TASK DIRECTIONS:
An exact reprint of all the records is the expected answer.

MATERIAL FOR THIS EXERCISE:

// SPDX-License-Identifier: BUSL-1.1
// Copyright (c) 2026 Alfred Jean LLC

//! Length-prefixed JSON framing.

use serde::de::DeserializeOwned;
use serde::Serialize;
use std::time::Duration;
use thiserror::Error;
use tokio::io::{AsyncRead, AsyncReadExt, AsyncWrite, AsyncWriteExt};

use super::{Request, Response};

/// Upper bound on a single message. Instructions and task prompts are the
/// largest payloads and stay far below this.
pub(crate) const MAX_MESSAGE_BYTES: u32 = 16 * 1024 * 1024;

#[derive(Debug, Error)]
pub enum ProtocolError {
    #[error("connection closed")]
    ConnectionClosed,

    #[error("timed out")]
    Timeout,

    #[error("message too large: {0} bytes")]
    TooLarge(u32),

    #[error("invalid payload: {0}")]
    Json(#[from] serde_json::Error),

    #[error("io error: {0}")]
    Io(#[from] std::io::Error),
}

/// Serialize a message into a length-prefixed frame.
pub fn encode<T: Serialize>(msg: &T) -> Result<Vec<u8>, ProtocolError> {
    let payload = serde_json::to_vec(msg)?;
    let len = payload.len() as u32;
    if len > MAX_MESSAGE_BYTES {
        return Err(ProtocolError::TooLarge(len));
    }
    let mut frame = Vec::with_capacity(4 + payload.len());
    frame.extend_from_slice(&len.to_be_bytes());
    frame.extend_from_slice(&payload);
    Ok(frame)
}

/// Deserialize a message from a frame payload (without the prefix).
pub fn decode<T: DeserializeOwned>(payload: &[u8]) -> Result<T, ProtocolError> {
    Ok(serde_json::from_slice(payload)?)
}

/// Read one framed message, bounded by `timeout`.
pub async fn read_message<R, T>(reader: &mut R, timeout: Duration) -> Result<T, ProtocolError>
where
    R: AsyncRead + Unpin,
    T: DeserializeOwned,
{
    tokio::time::timeout(timeout, read_message_inner(reader))
        .await
        .map_err(|_| ProtocolError::Timeout)?
}

async fn read_message_inner<R, T>(reader: &mut R) -> Result<T, ProtocolError>
where
    R: AsyncRead + Unpin,
    T: DeserializeOwned,
{
    let mut prefix = [0u8; 4];
    match reader.read_exact(&mut prefix).await {
        Ok(_) => {}
        Err(e) if e.kind() == std::io::ErrorKind::UnexpectedEof => {
            return Err(ProtocolError::ConnectionClosed);
        }
        Err(e) => return Err(e.into()),
    }
    let len = u32::from_be_bytes(prefix);
    if len > MAX_MESSAGE_BYTES {
        return Err(ProtocolError::TooLarge(len));
    }
    let mut payload = vec![0u8; len as usize];
    reader.read_exact(&mut payload).await.map_err(|e| {
        if e.kind() == std::io::ErrorKind::UnexpectedEof {
            ProtocolError::ConnectionClosed
        } else {
            ProtocolError::Io(e)
        }
    })?;
    decode(&payload)
}

/// Write one framed message, bounded by `timeout`.
pub async fn write_message<W, T>(
    writer: &mut W,
    msg: &T,
    timeout: Duration,
) -> Result<(), ProtocolError>
where
    W: AsyncWrite + Unpin,
    T: Serialize,
{
    let frame = encode(msg)?;
    tokio::time::timeout(timeout, async {
        writer.write_all(&frame).await?;
        writer.flush().await?;
        Ok::<_, std::io::Error>(())
    })
    .await
    .map_err(|_| ProtocolError::Timeout)??;
    Ok(())
}

pub async fn read_request<R: AsyncRead + Unpin>(
    reader: &mut R,
    timeout: Duration,
) -> Result<Request, ProtocolError> {
    read_message(reader, timeout).await
}

pub async fn write_response<W: AsyncWrite + Unpin>(
    writer: &mut W,
    response: &Response,
    timeout: Duration,
) -> Result<(), ProtocolError> {
    write_message(writer, response, timeout).await
}

#[cfg(test)]
#[path = "wire_tests.rs"]
mod tests;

REPLY TO THE EXERCISE:
// SPDX-License-Identifier: BUSL-1.1
// Copyright (c) 2026 Alfred Jean LLC

//! Length-prefixed JSON framing.

use serde::de::DeserializeOwned;
use serde::Serialize;
use std::time::Duration;
use thiserror::Error;
use tokio::io::{AsyncRead, AsyncReadExt, AsyncWrite, AsyncWriteExt};

use super::{Request, Response};

/// Upper bound on a single message. Instructions and task prompts are the
/// largest payloads and stay far below this.
pub(crate) const MAX_MESSAGE_BYTES: u32 = 16 * 1024 * 1024;

#[derive(Debug, Error)]
pub enum ProtocolError {
    #[error("connection closed")]
    ConnectionClosed,

    #[error("timed out")]
    Timeout,

    #[error("message too large: {0} bytes")]
    TooLarge(u32),

    #[error("invalid payload: {0}")]
    Json(#[from] serde_json::Error),

    #[error("io error: {0}")]
    Io(#[from] std::io::Error),
}

/// Serialize a message into a length-prefixed frame.
pub fn encode<T: Serialize>(msg: &T) -> Result<Vec<u8>, ProtocolError> {
    let payload = serde_json::to_vec(msg)?;
    let len = payload.len() as u32;
    if len > MAX_MESSAGE_BYTES {
        return Err(ProtocolError::TooLarge(len));
    }
    let mut frame = Vec::with_capacity(4 + payload.len());
    frame.extend_from_slice(&len.to_be_bytes());
    frame.extend_from_slice(&payload);
    Ok(frame)
}

/// Deserialize a message from a frame payload (without the prefix).
pub fn decode<T: DeserializeOwned>(payload: &[u8]) -> Result<T, ProtocolError> {
    Ok(serde_json::from_slice(payload)?)
}

/// Read one framed message, bounded by `timeout`.
pub async fn read_message<R, T>(reader: &mut R, timeout: Duration) -> Result<T, ProtocolError>
where
    R: AsyncRead + Unpin,
    T: DeserializeOwned,
{
    tokio::time::timeout(timeout, read_message_inner(reader))
        .await
        .map_err(|_| ProtocolError::Timeout)?
}

async fn read_message_inner<R, T>(reader: &mut R) -> Result<T, ProtocolError>
where
    R: AsyncRead + Unpin,
    T: DeserializeOwned,
{
    let mut prefix = [0u8; 4];
    match reader.read_exact(&mut prefix).await {
        Ok(_) => {}
        Err(e) if e.kind() == std::io::ErrorKind::UnexpectedEof => {
            return Err(ProtocolError::ConnectionClosed);
        }
        Err(e) => return Err(e.into()),
    }
    let len = u32::from_be_bytes(prefix);
    if len > MAX_MESSAGE_BYTES {
        return Err(ProtocolError::TooLarge(len));
    }
    let mut payload = vec![0u8; len as usize];
    reader.read_exact(&mut payload).await.map_err(|e| {
        if e.kind() == std::io::ErrorKind::UnexpectedEof {
            ProtocolError::ConnectionClosed
        } else {
            ProtocolError::Io(e)
        }
    })?;
    decode(&payload)
}

/// Write one framed message, bounded by `timeout`.
pub async fn write_message<W, T>(
    writer: &mut W,
    msg: &T,
    timeout: Duration,
) -> Result<(), ProtocolError>
where
    W: AsyncWrite + Unpin,
    T: Serialize,
{
    let frame = encode(msg)?;
    tokio::time::timeout(timeout, async {
        writer.write_all(&frame).await?;
        writer.flush().await?;
        Ok::<_, std::io::Error>(())
    })
    .await
    .map_err(|_| ProtocolError::Timeout)??;
    Ok(())
}

pub async fn read_request<R: AsyncRead + Unpin>(
    reader: &mut R,
    timeout: Duration,
) -> Result<Request, ProtocolError> {
    read_message(reader, timeout).await
}

pub async fn write_response<W: AsyncWrite + Unpin>(
    writer: &mut W,
    response: &Response,
    timeout: Duration,
) -> Result<(), ProtocolError> {
    write_message(writer, response, timeout).await
}

#[cfg(test)]
#[path = "wire_tests.rs"]
mod tests;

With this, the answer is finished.